In 2017, Aiello was sentenced to life imprisonment for the double homicide of Angelo Santapaola and his driver-bodyguard Nicola Sedici, murdered in a disused slaughterhouse along the Catania–Gela road. Currently incarcerated at the Bancali prison, he was temporarily transferred to Rebibbia due to health-related concerns. In 2018, Aiello was involved in an altercation with a correctional officer following a cell inspection, leading to charges of insulting and resisting a public official. While prosecutors claimed he threatened the officer with a mop, Aiello maintained he was simply inquiring about the removal of personal items and felt provoked by the officer's behaviour.
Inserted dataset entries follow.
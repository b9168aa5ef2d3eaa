use gloo_timers::callback::Timeout;
use log::debug;
use yew::prelude::*;

use super::{
    config_panel::ConfigPanel, controls_panel::ControlsPanel, result_banner::ResultBanner,
    wheel_view::WheelView,
};
use crate::config::SPIN_DURATION_MS;
use crate::error::SpinError;
use crate::model::{WheelAction, WidgetState};
use crate::resolver::{JsRandom, SpinDraw, check_can_start};

/// One self-contained wheel. Every instance owns its own state.
#[function_component]
pub fn PrizeWheel() -> Html {
    let state = use_reducer(WidgetState::default);

    // Disclosure timer, one per accepted spin. Never cancelled: a started spin
    // always discloses its outcome.
    {
        let dispatcher = state.dispatcher();
        use_effect_with(
            (state.spin_id, state.wheel.is_spinning),
            move |&(spin_id, spinning)| {
                if spinning {
                    debug!("scheduling disclosure of spin {} in {}ms", spin_id, SPIN_DURATION_MS);
                    Timeout::new(SPIN_DURATION_MS, move || {
                        dispatcher.dispatch(WheelAction::FinishSpin { spin_id });
                    })
                    .forget();
                }
                || ()
            },
        );
    }

    let on_prize_input = {
        let state = state.clone();
        Callback::from(move |text: String| state.dispatch(WheelAction::PrizeInput(text)))
    };
    let on_rate_input = {
        let state = state.clone();
        Callback::from(move |text: String| state.dispatch(WheelAction::RateInput(text)))
    };
    let on_start = {
        let state = state.clone();
        Callback::from(move |_| match check_can_start(&state.config, &state.wheel) {
            Ok(()) => state.dispatch(WheelAction::StartSpin(SpinDraw::from_source(&mut JsRandom))),
            Err(SpinError::NoPrizes) => {
                if let Some(win) = web_sys::window() {
                    let _ = win.alert_with_message(&SpinError::NoPrizes.to_string());
                }
            }
            Err(SpinError::AlreadySpinning) => debug!("start ignored, wheel is spinning"),
        })
    };
    let on_reset = {
        let state = state.clone();
        Callback::from(move |_| state.dispatch(WheelAction::Reset))
    };

    html! {
        <div style="display:flex; flex-wrap:wrap; gap:32px; align-items:flex-start; justify-content:center; padding:16px;">
            <div style="display:flex; flex-direction:column; align-items:center; gap:16px;">
                <WheelView prizes={state.display_prizes()} rotation={state.wheel.rotation} />
                <ResultBanner text={state.result.text()} class={state.result.css_class()} />
            </div>
            <div style="display:flex; flex-direction:column; gap:12px; min-width:260px;">
                <ConfigPanel
                    prize_text={state.prize_text.clone()}
                    rate_text={state.rate_text.clone()}
                    rate_error={state.rate_error.as_ref().map(|e| e.to_string())}
                    over_recommended={state.over_recommended()}
                    {on_prize_input}
                    {on_rate_input}
                />
                <ControlsPanel
                    start_enabled={state.start_enabled()}
                    spinning={state.wheel.is_spinning}
                    {on_start}
                    {on_reset}
                />
            </div>
        </div>
    }
}
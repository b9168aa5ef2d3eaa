//! Widget state for one prize wheel and the reducer driving it.
//! The state machine is Idle -> Spinning -> Idle; the only way out of Spinning
//! is the timed `FinishSpin` dispatched by the wheel component.

use log::{debug, info, warn};
use std::rc::Rc;
use yew::Reducible;

use crate::config::{Configuration, default_prizes};
use crate::error::WinRateError;
use crate::input::{exceeds_recommended, parse_prizes, parse_win_rate};
use crate::resolver::{SpinDraw, SpinOutcome, resolve_spin};
use crate::wheel::sector_at_pointer;

#[derive(Clone, Copy, Debug, Default, PartialEq)]
pub struct WheelState {
    pub is_spinning: bool,
    /// Total degrees ever applied. Never decreases, reset keeps it too.
    pub rotation: f64,
}

#[derive(Clone, Debug, Default, PartialEq)]
pub enum ResultDisplay {
    #[default]
    Empty,
    InProgress,
    Win(String),
    Lose,
}

impl ResultDisplay {
    pub fn text(&self) -> String {
        match self {
            ResultDisplay::Empty => String::new(),
            ResultDisplay::InProgress => "Spinning...".to_string(),
            ResultDisplay::Win(label) => format!("Congratulations! You won: {}", label),
            ResultDisplay::Lose => "Sorry, no prize this time".to_string(),
        }
    }

    pub fn css_class(&self) -> &'static str {
        match self {
            ResultDisplay::Win(_) => "result-win",
            ResultDisplay::Lose => "result-lose",
            _ => "",
        }
    }
}

#[derive(Clone, Debug, PartialEq)]
pub struct WidgetState {
    /// Active configuration; the prize list may be empty while the text area is blank.
    pub config: Configuration,
    pub wheel: WheelState,
    /// Raw field contents, kept as typed.
    pub prize_text: String,
    pub rate_text: String,
    pub rate_error: Option<WinRateError>,
    /// Outcome fixed at spin start, disclosed by `FinishSpin`.
    pub pending: Option<SpinOutcome>,
    pub result: ResultDisplay,
    /// Bumped on every accepted spin so a disclosure can only finish its own spin.
    pub spin_id: u64,
}

impl Default for WidgetState {
    fn default() -> Self {
        let config = Configuration::default();
        Self {
            prize_text: config.as_text(),
            rate_text: config.rate_text(),
            config,
            wheel: WheelState::default(),
            rate_error: None,
            pending: None,
            result: ResultDisplay::Empty,
            spin_id: 0,
        }
    }
}

impl WidgetState {
    pub fn start_enabled(&self) -> bool {
        !self.wheel.is_spinning && self.rate_error.is_none() && self.config.is_startable()
    }

    /// Labels drawn on the wheel: placeholders stand in for an empty list.
    pub fn display_prizes(&self) -> Vec<String> {
        if self.config.prizes.is_empty() {
            default_prizes()
        } else {
            self.config.prizes.clone()
        }
    }

    pub fn over_recommended(&self) -> bool {
        exceeds_recommended(self.config.prizes.len())
    }
}

#[derive(Clone, Debug)]
pub enum WheelAction {
    PrizeInput(String),
    RateInput(String),
    StartSpin(SpinDraw),
    FinishSpin { spin_id: u64 },
    Reset,
}

impl Reducible for WidgetState {
    type Action = WheelAction;

    fn reduce(self: Rc<Self>, action: Self::Action) -> Rc<Self> {
        use WheelAction::*;
        let mut new = (*self).clone();
        match action {
            PrizeInput(text) => {
                new.config.prizes = parse_prizes(&text);
                new.prize_text = text;
                debug!("prize list now has {} entries", new.config.prizes.len());
            }
            RateInput(text) => {
                match parse_win_rate(&text) {
                    Ok(rate) => {
                        new.config.win_rate = rate;
                        new.rate_error = None;
                    }
                    Err(e) => {
                        debug!("rejected win rate: {}", e);
                        new.rate_error = Some(e);
                    }
                }
                new.rate_text = text;
            }
            StartSpin(draw) => match resolve_spin(&new.config, &new.wheel, draw) {
                Ok((outcome, target)) => {
                    info!(
                        "spin {} started: {}",
                        new.spin_id + 1,
                        serde_json::to_string(&outcome).unwrap_or_default()
                    );
                    debug!(
                        "rotation {} -> {}, pointer over sector {:?}",
                        new.wheel.rotation,
                        target,
                        sector_at_pointer(target, new.config.prizes.len())
                    );
                    new.wheel.is_spinning = true;
                    new.wheel.rotation = target;
                    new.spin_id += 1;
                    new.pending = Some(outcome);
                    new.result = ResultDisplay::InProgress;
                }
                Err(e) => {
                    warn!("spin refused: {}", e);
                    return self;
                }
            },
            FinishSpin { spin_id } => {
                if !new.wheel.is_spinning || spin_id != new.spin_id {
                    warn!("stale disclosure for spin {} ignored", spin_id);
                    return self;
                }
                new.wheel.is_spinning = false;
                new.result = match new.pending.take() {
                    Some(o) if o.is_win => ResultDisplay::Win(o.prize_label),
                    Some(_) => ResultDisplay::Lose,
                    None => ResultDisplay::Empty,
                };
                info!("spin {} finished: {:?}", spin_id, new.result);
            }
            Reset => {
                if new.wheel.is_spinning {
                    warn!("reset ignored while spinning");
                    return self;
                }
                new.config = Configuration::default();
                new.prize_text = new.config.as_text();
                new.rate_text = new.config.rate_text();
                new.rate_error = None;
                new.pending = None;
                new.result = ResultDisplay::Empty;
                debug!("configuration reset, rotation kept at {}", new.wheel.rotation);
            }
        }
        Rc::new(new)
    }
}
Even behind bars, Aiello reportedly continued to exert influence within the Cosa Nostra. Testimonies from the cooperating witness Carmelo Aldo Navarria revealed that Aiello sent handwritten letters to communicate strategic directives, avoiding traditional mafia "pizzini." One such letter warned Navarria that the Monte Po faction did not align with the official Santapaola line, reinforcing the authority of Vincenzo Santapaola, Nitto's son. Aiello's messages influenced shifts in loyalty and operational decisions within the clan, underscoring his enduring role in the organisation's inner workings.